Sometime in 1983, I remember dropping by Dan and Linda's "Green Acres" shack in Binghampton, and there sitting on the sofa, was an older man who was introduced to me as Paul Burlison. I mean, Paul Burlison, hanging out in the ghetto with some impoverished kids, goddamn! Someone told me later that he hadn't touched a guitar in years at that point, and might have even forgotten some of the old Rock-n-Roll Trio numbers.

Sometime in the winter of 1987/88, Hans Faulhaber, an architect and musician I knew, invited me to play rhythm guitar on a single he was going to record at Phillips Recording, around the corner from Sun Studios.
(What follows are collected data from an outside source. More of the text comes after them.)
//! End-to-end settlement scenarios.
//!
//! The fixture mirrors a production two-asset deployment: a strict stablecoin
//! and a volatile 18-decimal asset, seeded with liquidity through the order
//! pipeline before each scenario runs.

use pool_core::*;
use rust_decimal::Decimal;
use rust_decimal_macros::dec;
use std::collections::HashMap;

const GOVERNOR: AccountId = AccountId(1);
const BROKER: AccountId = AccountId(2);
const LP: AccountId = AccountId(10);
const TRADER: AccountId = AccountId(11);
const RANDO: AccountId = AccountId(99);

const USDC: AssetId = AssetId(0);
const BNB: AssetId = AssetId(1);
const SHARE_TOKEN: TokenId = TokenId(0);
const USDC_TOKEN: TokenId = TokenId(1);
const BNB_TOKEN: TokenId = TokenId(2);

const DAY_MS: i64 = 86_400_000;

fn new_pool() -> Pool {
    let mut pool = Pool::new(
        PoolConfig::default(),
        GOVERNOR,
        SHARE_TOKEN,
        Box::new(InMemoryTokens::new()),
    );
    pool.set_time(Timestamp::from_millis(2 * DAY_MS));

    // 0 = USDC: stable, strict, not openable
    pool.add_asset(
        GOVERNOR,
        AssetMeta {
            id: USDC,
            symbol: Symbol::new("USDC").unwrap(),
            decimals: 6,
            is_stable: true,
            token: USDC_TOKEN,
            paired_token: TokenId(101),
        },
    )
    .unwrap();
    pool.set_asset_flags(
        GOVERNOR,
        USDC,
        AssetFlags {
            enabled: true,
            strict: true,
            liquidatable: true,
            use_stable_collateral: true,
            ..AssetFlags::default()
        },
    )
    .unwrap();
    pool.set_funding_params(
        GOVERNOR,
        USDC,
        FundingParams {
            base_rate: dec!(0.0002),
            dynamic_rate: dec!(0.0008),
        },
    )
    .unwrap();

    // 1 = BNB: volatile, openable
    pool.add_asset(
        GOVERNOR,
        AssetMeta {
            id: BNB,
            symbol: Symbol::new("BNB").unwrap(),
            decimals: 18,
            is_stable: false,
            token: BNB_TOKEN,
            paired_token: TokenId(102),
        },
    )
    .unwrap();
    pool.set_asset_flags(
        GOVERNOR,
        BNB,
        AssetFlags {
            tradable: true,
            openable: true,
            shortable: true,
            enabled: true,
            liquidatable: true,
            ..AssetFlags::default()
        },
    )
    .unwrap();
    pool.set_funding_params(
        GOVERNOR,
        BNB,
        FundingParams {
            base_rate: dec!(0.0003),
            dynamic_rate: dec!(0.0009),
        },
    )
    .unwrap();

    pool.add_broker(GOVERNOR, BROKER).unwrap();
    pool
}

fn fill_add(pool: &mut Pool, asset_id: AssetId, amount: Decimal, price: Decimal) -> FillResult {
    let order_id = pool
        .place_liquidity_order(LP, asset_id, amount, OrderDirection::Add, Decimal::ZERO)
        .unwrap();
    pool.advance_time(pool.config().lock_period_ms);
    pool.fill_liquidity_order(BROKER, order_id, price, ReferencePrice::valid(price), dec!(1))
        .unwrap()
}

/// Pool seeded with 1000 BNB at $300, as the borrow scenarios expect.
fn seeded_pool() -> Pool {
    let mut pool = new_pool();
    fill_add(&mut pool, BNB, dec!(1000), dec!(300));
    pool
}

#[test]
fn add_liquidity_charges_fee_and_mints_proportionally() {
    let mut pool = new_pool();
    let fill = fill_add(&mut pool, BNB, dec!(1000), dec!(300));

    // 0.0001 of 1000
    assert_eq!(fill.fee, dec!(0.1));
    // (1000 - 0.1) * 300, seeded 1:1
    assert_eq!(fill.shares_delta, dec!(299970.0));
    assert_eq!(pool.share_supply(), fill.shares_delta);

    let ledger = pool.asset_state(BNB).unwrap().ledger;
    assert_eq!(ledger.spot_liquidity, dec!(1000));
    assert_eq!(ledger.collected_fee, dec!(0.1));
    assert_eq!(ledger.credit, Decimal::ZERO);
}

#[test]
fn borrow_updates_ledger_and_pays_receiver_net_of_fee() {
    let mut pool = seeded_pool();

    pool.borrow_asset(GOVERNOR, TRADER, BNB, dec!(100), dec!(1)).unwrap();

    let ledger = pool.asset_state(BNB).unwrap().ledger;
    assert_eq!(ledger.spot_liquidity, dec!(901));
    assert_eq!(ledger.credit, dec!(100));
    assert_eq!(ledger.collected_fee, dec!(1.1));

    // the receiver got principal minus fee
    let filled = pool
        .events()
        .iter()
        .filter_map(|e| match &e.payload {
            EventPayload::AssetBorrowed(b) => Some(*b),
            _ => None,
        })
        .next_back()
        .unwrap();
    assert_eq!(filled.principal - filled.fee, dec!(99));
}

#[test]
fn repay_restores_credit_and_collects_fee() {
    let mut pool = seeded_pool();
    pool.borrow_asset(GOVERNOR, TRADER, BNB, dec!(100), dec!(1)).unwrap();

    pool.repay_asset(GOVERNOR, TRADER, BNB, dec!(100), dec!(1), Decimal::ZERO)
        .unwrap();

    let ledger = pool.asset_state(BNB).unwrap().ledger;
    assert_eq!(ledger.credit, Decimal::ZERO);
    assert_eq!(ledger.spot_liquidity, dec!(1002));
    assert_eq!(ledger.collected_fee, dec!(2.1));
}

#[test]
fn repay_beyond_credit_fails_and_leaves_state_unchanged() {
    let mut pool = seeded_pool();
    pool.borrow_asset(GOVERNOR, TRADER, BNB, dec!(100), dec!(1)).unwrap();

    let ledger_before = pool.asset_state(BNB).unwrap().ledger;
    let err = pool
        .repay_asset(GOVERNOR, TRADER, BNB, dec!(90), dec!(1), dec!(20))
        .unwrap_err();

    assert!(matches!(
        err,
        PoolError::Ledger(LedgerError::RepayExceedsCredit { .. })
    ));
    assert_eq!(pool.asset_state(BNB).unwrap().ledger, ledger_before);
}

#[test]
fn borrow_requires_openable_flag() {
    let mut pool = new_pool();
    fill_add(&mut pool, USDC, dec!(1000), dec!(1));

    // USDC was configured non-openable
    let err = pool
        .borrow_asset(GOVERNOR, TRADER, USDC, dec!(100), Decimal::ZERO)
        .unwrap_err();
    assert!(matches!(err, PoolError::AssetNotOpenable(id) if id == USDC));
}

#[test]
fn borrow_beyond_spot_liquidity_fails() {
    let mut pool = seeded_pool();

    let err = pool
        .borrow_asset(GOVERNOR, TRADER, BNB, dec!(1001), Decimal::ZERO)
        .unwrap_err();
    assert!(matches!(
        err,
        PoolError::Ledger(LedgerError::InsufficientLiquidity { .. })
    ));
}

#[test]
fn fill_before_lock_period_fails_then_succeeds() {
    let mut pool = seeded_pool();
    let order_id = pool
        .place_liquidity_order(LP, BNB, dec!(100), OrderDirection::Add, Decimal::ZERO)
        .unwrap();

    let err = pool
        .fill_liquidity_order(BROKER, order_id, dec!(300), ReferencePrice::valid(dec!(300)), dec!(1))
        .unwrap_err();
    assert!(matches!(err, PoolError::LockPeriodNotElapsed { .. }));

    pool.advance_time(pool.config().lock_period_ms);
    let supply_before = pool.share_supply();
    let fill = pool
        .fill_liquidity_order(BROKER, order_id, dec!(300), ReferencePrice::valid(dec!(300)), dec!(1))
        .unwrap();

    // proportional to value added at nav-per-share 1
    assert_eq!(fill.shares_delta, (dec!(100) - fill.fee) * dec!(300));
    assert_eq!(pool.share_supply(), supply_before + fill.shares_delta);
}

#[test]
fn fill_after_timeout_fails() {
    let mut pool = seeded_pool();
    let order_id = pool
        .place_liquidity_order(LP, BNB, dec!(100), OrderDirection::Add, Decimal::ZERO)
        .unwrap();

    pool.advance_time(pool.config().order_timeout_ms + 1);
    let err = pool
        .fill_liquidity_order(BROKER, order_id, dec!(300), ReferencePrice::valid(dec!(300)), dec!(1))
        .unwrap_err();
    assert!(matches!(err, PoolError::OrderExpired { .. }));
}

#[test]
fn only_brokers_may_fill() {
    let mut pool = seeded_pool();
    let order_id = pool
        .place_liquidity_order(LP, BNB, dec!(100), OrderDirection::Add, Decimal::ZERO)
        .unwrap();
    pool.advance_time(pool.config().lock_period_ms);

    let err = pool
        .fill_liquidity_order(RANDO, order_id, dec!(300), ReferencePrice::valid(dec!(300)), dec!(1))
        .unwrap_err();
    assert!(matches!(err, PoolError::Unauthorized(a) if a == RANDO));

    // removing the broker revokes the privilege
    pool.remove_broker(GOVERNOR, BROKER).unwrap();
    let err = pool
        .fill_liquidity_order(BROKER, order_id, dec!(300), ReferencePrice::valid(dec!(300)), dec!(1))
        .unwrap_err();
    assert!(matches!(err, PoolError::Unauthorized(a) if a == BROKER));
}

#[test]
fn strict_asset_rejects_deviant_price_even_from_broker() {
    let mut pool = new_pool();
    let order_id = pool
        .place_liquidity_order(LP, USDC, dec!(1000), OrderDirection::Add, Decimal::ZERO)
        .unwrap();
    pool.advance_time(pool.config().lock_period_ms);

    // default deviation bound is 1%; propose 2% off-reference
    let err = pool
        .fill_liquidity_order(BROKER, order_id, dec!(1.02), ReferencePrice::valid(dec!(1)), dec!(1))
        .unwrap_err();
    assert!(matches!(
        err,
        PoolError::Guard(GuardError::ReferenceOracleDeviation { .. })
    ));

    // a stale reference is just as fatal
    let err = pool
        .fill_liquidity_order(BROKER, order_id, dec!(1), ReferencePrice::stale(dec!(1)), dec!(1))
        .unwrap_err();
    assert!(matches!(err, PoolError::Guard(GuardError::StaleReferencePrice)));
}

#[test]
fn share_price_outside_emergency_bounds_halts_settlement() {
    let mut pool = seeded_pool();
    let order_id = pool
        .place_liquidity_order(LP, BNB, dec!(100), OrderDirection::Add, Decimal::ZERO)
        .unwrap();
    pool.advance_time(pool.config().lock_period_ms);

    let err = pool
        .fill_liquidity_order(BROKER, order_id, dec!(300), ReferencePrice::valid(dec!(300)), dec!(2001))
        .unwrap_err();
    assert!(matches!(err, PoolError::Guard(GuardError::EmergencyHalt { .. })));

    let err = pool
        .fill_liquidity_order(BROKER, order_id, dec!(300), ReferencePrice::valid(dec!(300)), dec!(0.5))
        .unwrap_err();
    assert!(matches!(err, PoolError::Guard(GuardError::EmergencyHalt { .. })));
}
Just the chance to set foot in such a hallowed studio again (I had done another session there in 1984) was enough for me, but to make it even better, I was going to get to play with Roy Brewer (drums), Doug Easley (bass), and Bruce Lester, the lead guitarist from The Beat Cowboys, a hot-ass Nashville-style guitar picker of the Telecaster-slinging variety. I think I was going to get paid too, which was a rare surprise in my musical career. But the real surprise was still in store, for when I arrived at the studio, I discovered that the session was going to be engineered by none other than Roland Janes. Roland Janes - the most influential and recognizable unknown guitarist of his age, creator of some of the wildest and most provocative guitar stylings of the rock-n-roll era.

He was a really nice man, very funny and curious about things. There didn't seem to be that much going on at Phillips Recording back then, and I don't know how connected to the wider music world he really was at that point. Like Paul Burlison, he was eventually given the attention and recognition he so richly deserved, but at that point in time I sense that he was still living through the nuclear winter which all but the most popular of his generation were enduring. As he and Doug were setting the levels on the drums, I was already in position with the acoustic guitar, absentmindedly playing and singing a few songs to amuse myself, one of which was an early Beatles' song, possibly "I Should Have Known Better." Roland hit the studio intercom button. "What's that song you're playing? I like that." He didn't seem overly familiar with the Beatles' catalogue. George Harrison would probably have given his favorite sitar for a chance to be there with that man just then, and he (Roland) may not really have had that much idea of his own influence on the world. Presumably he got some inkling once things picked up for him.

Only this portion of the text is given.